A team of investigators at Brown University shows that "prion conformations may specify phenotypes as population averages in a dynamic system." More specifically, using the yeast prion Sup35/[PSI+], Aaron Derdowski et al. determined that the protein's conformation governs the distribution of aggregates — though its interactions with a molecular chaperone — in a size-wise fashion. In this way, the authors write, "shifts in this range created variations in aggregate abundance among cells because of a size threshold for transmission, and this heterogeneity, along with aggregate growth and fragmentation, induced age-dependent fluctuations in phenotype."
In a review paper published in Science this week, Déborah Bourc'his at the Institut Curie in Paris and Olivier Voinnet at the Institut de Biologie Moléculaire des Plantes in Strasbourg, France, provide "a small RNA perspective on gametogenesis, fertilization, and early zygotic development." Both cis- and trans-acting small RNAs work to maintain genome integrity in the gametes and zygote and also "contribute to assessing the compatibility of parental genomes at fertilization and to promoting long-term memory of the zygotic epigenetic landscape by affecting chromatin," Bourc'his and Voinnet write, adding that "striking parallels exist in the biogenesis and modus operandi of these molecules among diverse taxa."

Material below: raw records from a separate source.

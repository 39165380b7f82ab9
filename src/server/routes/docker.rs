//! Container, image and event endpoints.

use axum::Json;
use axum::Router;
use axum::extract::rejection::JsonRejection;
use axum::extract::{Path, Query, State};
use axum::http::{StatusCode, header};
use axum::response::{IntoResponse, Response};
use axum::routing::{delete, get, post, put};
use bytes::Bytes;
use futures::{Stream, StreamExt};
use serde::Deserialize;
use serde_json::{Value, json};

use crate::docker::{
    ConnectionCounts, ContainerDetails, ContainerListItem, ContainerSpec, CreatedContainer,
    ImageInfo, demux,
};
use crate::error::ApiError;
use crate::server::AppState;
use crate::sse::{self, RelayOptions};

/// Lines returned by the non-streaming log endpoint.
pub const LOG_TAIL: usize = 100;

/// Endpoints open to any signed-in user.
pub fn user_routes() -> Router<AppState> {
    Router::new()
        .route("/docker/containers", get(list_containers))
        .route("/docker/containers/{id}", get(inspect_container))
        .route("/docker/containers/{id}/start", post(start_container))
        .route("/docker/containers/{id}/stop", post(stop_container))
        .route("/docker/containers/{id}/restart", post(restart_container))
        .route("/docker/containers/{id}/logs", get(container_logs))
        .route("/docker/containers/{id}/logs-stream", get(container_logs_stream))
        .route("/docker/events-stream", get(events_stream))
        .route("/docker/connections", get(connections))
}

/// Endpoints that change containers or images.
pub fn admin_routes() -> Router<AppState> {
    Router::new()
        .route("/docker/containers", post(create_container))
        .route(
            "/docker/containers/{id}",
            put(update_container).delete(remove_container),
        )
        .route("/docker/containers/{id}/exec", post(exec))
        .route("/docker/images", get(list_images))
        .route("/docker/images/{*image}", delete(remove_image))
        .route("/docker/pull", get(pull_image))
}

#[derive(Debug, Deserialize)]
pub struct ListQuery {
    /// Include stopped containers; defaults to true.
    pub all: Option<bool>,
}

#[derive(Debug, Deserialize)]
pub struct ExecRequest {
    pub command: String,
}

#[derive(Debug, Deserialize)]
pub struct PullQuery {
    #[serde(rename = "imageName")]
    pub image_name: Option<String>,
}

/// GET /docker/containers - List containers.
pub async fn list_containers(
    State(state): State<AppState>,
    Query(query): Query<ListQuery>,
) -> Result<Json<Vec<ContainerListItem>>, ApiError> {
    let containers = state
        .docker
        .list_containers(query.all.unwrap_or(true))
        .await?;
    Ok(Json(containers))
}

/// GET /docker/containers/{id} - Inspect one container.
pub async fn inspect_container(
    State(state): State<AppState>,
    Path(id): Path<String>,
) -> Result<Json<ContainerDetails>, ApiError> {
    Ok(Json(state.docker.container_details(&id).await?))
}

/// POST /docker/containers - Create a container.
pub async fn create_container(
    State(state): State<AppState>,
    payload: Result<Json<ContainerSpec>, JsonRejection>,
) -> Result<(StatusCode, Json<CreatedContainer>), ApiError> {
    let Json(spec) = payload?;
    let created = state.docker.create_container(&spec).await?;
    Ok((StatusCode::CREATED, Json(created)))
}

/// PUT /docker/containers/{id} - Replace a container with a new config.
pub async fn update_container(
    State(state): State<AppState>,
    Path(id): Path<String>,
    payload: Result<Json<ContainerSpec>, JsonRejection>,
) -> Result<Json<CreatedContainer>, ApiError> {
    let Json(spec) = payload?;
    let created = state.docker.update_container(&id, &spec).await?;
    Ok(Json(created))
}

/// DELETE /docker/containers/{id} - Remove a container.
pub async fn remove_container(
    State(state): State<AppState>,
    Path(id): Path<String>,
) -> Result<StatusCode, ApiError> {
    state.docker.remove_container(&id).await?;
    Ok(StatusCode::OK)
}

/// POST /docker/containers/{id}/start
pub async fn start_container(
    State(state): State<AppState>,
    Path(id): Path<String>,
) -> Result<StatusCode, ApiError> {
    state.docker.start_container(&id).await?;
    Ok(StatusCode::OK)
}

/// POST /docker/containers/{id}/stop
pub async fn stop_container(
    State(state): State<AppState>,
    Path(id): Path<String>,
) -> Result<StatusCode, ApiError> {
    state.docker.stop_container(&id).await?;
    Ok(StatusCode::OK)
}

/// POST /docker/containers/{id}/restart
pub async fn restart_container(
    State(state): State<AppState>,
    Path(id): Path<String>,
) -> Result<StatusCode, ApiError> {
    state.docker.restart_container(&id).await?;
    Ok(StatusCode::OK)
}

/// GET /docker/containers/{id}/logs - Recent log lines as plain text.
pub async fn container_logs(
    State(state): State<AppState>,
    Path(id): Path<String>,
) -> Result<Response, ApiError> {
    let logs = state.docker.logs(&id, LOG_TAIL).await?;
    Ok(([(header::CONTENT_TYPE, "text/plain; charset=utf-8")], logs).into_response())
}

/// GET /docker/containers/{id}/logs-stream - Follow the log over SSE.
pub async fn container_logs_stream(
    State(state): State<AppState>,
    Path(id): Path<String>,
) -> Result<Response, ApiError> {
    let raw = state.docker.follow_logs(&id).await?;
    let frames = demux::lines(raw).map(|line| line.map(|l| sse::line_frame(&l)));
    tracing::debug!(id = %id, "Log stream opened");
    Ok(sse::response(frames, RelayOptions::logs()))
}

/// GET /docker/events-stream - The daemon's event feed over SSE.
pub async fn events_stream(State(state): State<AppState>) -> Result<Response, ApiError> {
    let events = state.docker.events().await?;
    let frames = events.map(|item| match item {
        Ok(event) => sse::json_frame(&event).map_err(|e| e.to_string()),
        Err(e) => Err(e.to_string()),
    });
    Ok(sse::response(frames, RelayOptions::events()))
}

/// GET /docker/connections - Established connections across running containers.
pub async fn connections(State(state): State<AppState>) -> Result<Json<ConnectionCounts>, ApiError> {
    Ok(Json(state.docker.all_connections().await?))
}

/// POST /docker/containers/{id}/exec - Run a shell command, return its output.
pub async fn exec(
    State(state): State<AppState>,
    Path(id): Path<String>,
    payload: Result<Json<ExecRequest>, JsonRejection>,
) -> Result<Json<Value>, ApiError> {
    let Json(request) = payload?;
    if request.command.trim().is_empty() {
        return Err(ApiError::bad_request("command is required"));
    }
    tracing::info!(id = %id, command = %request.command, "Exec");
    let output = state.docker.exec(&id, &request.command).await?;
    Ok(Json(json!({ "output": output })))
}

/// GET /docker/images - List local images.
pub async fn list_images(State(state): State<AppState>) -> Result<Json<Vec<ImageInfo>>, ApiError> {
    Ok(Json(state.docker.list_images().await?))
}

/// DELETE /docker/images/{image} - Force-remove an image.
pub async fn remove_image(
    State(state): State<AppState>,
    Path(image): Path<String>,
) -> Result<StatusCode, ApiError> {
    state.docker.remove_image(&image).await?;
    Ok(StatusCode::OK)
}

/// GET /docker/pull?imageName= - Pull an image, streaming progress over SSE.
pub async fn pull_image(
    State(state): State<AppState>,
    Query(query): Query<PullQuery>,
) -> Result<Response, ApiError> {
    let image = query
        .image_name
        .filter(|name| !name.trim().is_empty())
        .ok_or_else(|| ApiError::bad_request("image name is required"))?;

    let progress = state.docker.pull_image(&image).await?;
    let progress = sse::commit_on_first_item(progress).await?;

    let options = RelayOptions {
        eof_marker: false,
        ..RelayOptions::logs()
    };
    Ok(sse::response(pull_frames(progress), options))
}

/// Progress frames for a pull.
///
/// A message carrying `errorDetail.message` becomes a final `{"error": ...}`
/// frame; a pull that runs to completion ends with the EOF marker.
fn pull_frames<S, E>(progress: S) -> impl Stream<Item = Result<Bytes, String>> + Send + 'static
where
    S: Stream<Item = Result<Value, E>> + Send + Unpin + 'static,
    E: std::fmt::Display + Send + 'static,
{
    futures::stream::unfold(Some(progress), |source| async move {
        let mut source = source?;
        match source.next().await {
            Some(Ok(message)) => match pull_error(&message) {
                Some(error) => {
                    let frame = sse::json_frame(&json!({ "error": error })).map_err(|e| e.to_string());
                    Some((frame, None))
                }
                None => {
                    let frame = sse::json_frame(&message).map_err(|e| e.to_string());
                    Some((frame, Some(source)))
                }
            },
            Some(Err(e)) => Some((Err(e.to_string()), None)),
            None => Some((Ok(Bytes::from_static(sse::EOF_FRAME)), None)),
        }
    })
}

fn pull_error(message: &Value) -> Option<String> {
    message
        .get("errorDetail")
        .and_then(|detail| detail.get("message"))
        .and_then(Value::as_str)
        .map(str::to_string)
}

#[cfg(test)]
mod tests {
    use futures::TryStreamExt;

    use super::*;

    #[test]
    fn test_pull_error_extraction() {
        let failed = json!({"errorDetail": {"message": "manifest unknown"}, "error": "manifest unknown"});
        assert_eq!(pull_error(&failed).as_deref(), Some("manifest unknown"));
        assert_eq!(pull_error(&json!({"status": "Downloading"})), None);
    }

    #[tokio::test]
    async fn test_pull_frames_end_with_eof() {
        let progress = futures::stream::iter(vec![
            Ok::<_, String>(json!({"status": "Pulling fs layer"})),
            Ok(json!({"status": "Download complete"})),
        ]);
        let frames: Vec<Bytes> = pull_frames(progress).try_collect().await.unwrap();
        assert_eq!(frames.len(), 3);
        assert!(frames[0].starts_with(b"data: {"));
        assert_eq!(frames[2], Bytes::from_static(sse::EOF_FRAME));
    }

    #[tokio::test]
    async fn test_pull_frames_stop_at_error() {
        let progress = futures::stream::iter(vec![
            Ok::<_, String>(json!({"status": "Pulling"})),
            Ok(json!({"errorDetail": {"message": "denied"}})),
            Ok(json!({"status": "never sent"})),
        ]);
        let frames: Vec<Bytes> = pull_frames(progress).try_collect().await.unwrap();
        assert_eq!(frames.len(), 2);
        assert_eq!(frames[1], Bytes::from_static(b"data: {\"error\":\"denied\"}\n\n"));
    }
}
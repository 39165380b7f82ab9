//! Verification of OpenID Connect ID tokens.

use jsonwebtoken::jwk::JwkSet;
use jsonwebtoken::{Algorithm, DecodingKey, Validation, decode, decode_header};
use serde::Deserialize;
use tokio::sync::RwLock;

use crate::error::AuthError;

pub const GOOGLE_JWKS_URL: &str = "https://www.googleapis.com/oauth2/v3/certs";
pub const GOOGLE_ISSUERS: [&str; 2] = ["accounts.google.com", "https://accounts.google.com"];

/// Claims read from a verified ID token.
#[derive(Debug, Clone, Deserialize)]
pub struct IdTokenClaims {
    pub sub: String,
    #[serde(default)]
    pub email: Option<String>,
    #[serde(default)]
    pub email_verified: Option<bool>,
    #[serde(default)]
    pub picture: Option<String>,
    #[serde(default)]
    pub name: Option<String>,
}

/// Checks ID token signatures against the provider's published keys.
///
/// Keys are cached and refetched once when a token names an unknown `kid`.
pub struct IdTokenVerifier {
    http: reqwest::Client,
    jwks_url: Option<String>,
    audience: String,
    issuers: Vec<String>,
    keys: RwLock<Option<JwkSet>>,
}

impl IdTokenVerifier {
    pub fn google(client_id: impl Into<String>) -> Self {
        Self {
            http: reqwest::Client::new(),
            jwks_url: Some(GOOGLE_JWKS_URL.to_string()),
            audience: client_id.into(),
            issuers: GOOGLE_ISSUERS.iter().map(|s| s.to_string()).collect(),
            keys: RwLock::new(None),
        }
    }

    /// A verifier with a fixed key set and no remote refresh.
    pub fn with_keys(keys: JwkSet, audience: impl Into<String>, issuers: &[&str]) -> Self {
        Self {
            http: reqwest::Client::new(),
            jwks_url: None,
            audience: audience.into(),
            issuers: issuers.iter().map(|s| s.to_string()).collect(),
            keys: RwLock::new(Some(keys)),
        }
    }

    pub async fn verify(&self, token: &str) -> Result<IdTokenClaims, AuthError> {
        let header = decode_header(token).map_err(|e| AuthError::InvalidIdToken(e.to_string()))?;
        let kid = header
            .kid
            .ok_or_else(|| AuthError::InvalidIdToken("token has no key id".to_string()))?;

        let key = match self.cached_key(&kid).await? {
            Some(key) => key,
            None => {
                self.refresh_keys().await?;
                self.cached_key(&kid).await?.ok_or_else(|| {
                    AuthError::InvalidIdToken(format!("unknown signing key '{}'", kid))
                })?
            }
        };

        let mut validation = Validation::new(Algorithm::RS256);
        validation.set_audience(&[self.audience.as_str()]);
        validation.set_issuer(self.issuers.as_slice());

        let data = decode::<IdTokenClaims>(token, &key, &validation)
            .map_err(|e| AuthError::InvalidIdToken(e.to_string()))?;
        Ok(data.claims)
    }

    async fn cached_key(&self, kid: &str) -> Result<Option<DecodingKey>, AuthError> {
        let keys = self.keys.read().await;
        let Some(jwk) = keys.as_ref().and_then(|set| set.find(kid)) else {
            return Ok(None);
        };
        DecodingKey::from_jwk(jwk)
            .map(Some)
            .map_err(|e| AuthError::InvalidIdToken(e.to_string()))
    }

    async fn refresh_keys(&self) -> Result<(), AuthError> {
        let Some(url) = &self.jwks_url else {
            return Ok(());
        };
        let set: JwkSet = self
            .http
            .get(url)
            .send()
            .await
            .and_then(|r| r.error_for_status())
            .map_err(|e| AuthError::InvalidIdToken(format!("fetching signing keys: {}", e)))?
            .json()
            .await
            .map_err(|e| AuthError::InvalidIdToken(format!("parsing signing keys: {}", e)))?;
        tracing::debug!(keys = set.keys.len(), "Refreshed ID token signing keys");
        *self.keys.write().await = Some(set);
        Ok(())
    }
}
//! Identity providers the sign-in flow can delegate to.

use async_trait::async_trait;

use super::id_token::IdTokenVerifier;
use super::oauth::{OAuthClient, OAuthConfig};
use crate::error::AuthError;

/// Who the provider says signed in.
#[derive(Debug, Clone, PartialEq, Eq)]
pub struct Identity {
    pub subject: String,
    pub email: Option<String>,
    pub picture: Option<String>,
}

/// An OAuth identity provider.
#[async_trait]
pub trait IdentityProvider: Send + Sync {
    /// Where to send the browser to start signing in.
    fn authorization_url(&self, state: &str) -> String;

    /// Trade the callback's authorization code for a verified identity.
    async fn authenticate(&self, code: &str) -> Result<Identity, AuthError>;
}

/// Google sign-in: code exchange plus ID token verification.
pub struct GoogleProvider {
    client: OAuthClient,
    verifier: IdTokenVerifier,
}

impl GoogleProvider {
    pub fn new(config: OAuthConfig) -> Self {
        let verifier = IdTokenVerifier::google(config.client_id.clone());
        Self {
            client: OAuthClient::new(config),
            verifier,
        }
    }
}

#[async_trait]
impl IdentityProvider for GoogleProvider {
    fn authorization_url(&self, state: &str) -> String {
        self.client.authorization_url(state)
    }

    async fn authenticate(&self, code: &str) -> Result<Identity, AuthError> {
        let tokens = self.client.exchange_code(code).await?;
        let id_token = tokens.id_token.ok_or_else(|| {
            AuthError::InvalidIdToken("token response carries no id_token".to_string())
        })?;
        let claims = self.verifier.verify(&id_token).await?;
        Ok(Identity {
            subject: claims.sub,
            email: claims.email,
            picture: claims.picture,
        })
    }
}
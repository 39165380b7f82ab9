//! Sandboxed filesystem access for the file API.
//!
//! Every user-supplied path goes through [`PathSandbox::resolve`] before any
//! syscall touches it. Directory downloads are zipped on the fly and uploaded
//! zip archives are extracted in place.

pub mod archive;
pub mod detection;
pub mod sandbox;
pub mod store;

pub use archive::{unzip, zip_directory};
pub use detection::{detect_content_type, is_text_content};
pub use sandbox::PathSandbox;
pub use store::{DownloadSource, FileEntry, FileStore, UploadOutcome};

/// Errors from file API operations.
#[derive(Debug, thiserror::Error)]
pub enum FileError {
    /// The requested path resolves outside the sandbox root.
    #[error("Access denied: {path}")]
    AccessDenied { path: String },

    #[error("Path not found: {path}")]
    NotFound { path: String },

    #[error("Invalid request: {0}")]
    InvalidInput(String),

    /// Text read requested on a binary file.
    #[error("cannot read binary file")]
    Binary { mime: String },

    #[error("Archive error: {0}")]
    Archive(#[from] zip::result::ZipError),

    #[error("I/O error: {0}")]
    Io(#[from] std::io::Error),
}

impl From<walkdir::Error> for FileError {
    fn from(e: walkdir::Error) -> Self {
        FileError::Io(e.into())
    }
}

/// Result type for file operations.
pub type Result<T> = std::result::Result<T, FileError>;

The University of Arizona's Vicki Chandler discusses how paramutation, though rare, "may underlie fundamental mechanisms for gene regulation" in this week's Science. Chandler addresses speculations on potential roles for paramutation — "the process by which homologous DNA sequences communicate in trans to establish meiotically heritable expression states" — as an adaptive mechanism, which passes on favorable expression states to progeny, establishes functional homozygosity in polyploids, and confers inbreeding depression and/or hybrid vigor. Whatever its function, Chandler suggests that researchers' understanding of paramutation "should shed light on potentially novel mechanisms for transmitting epigenetic information across generations."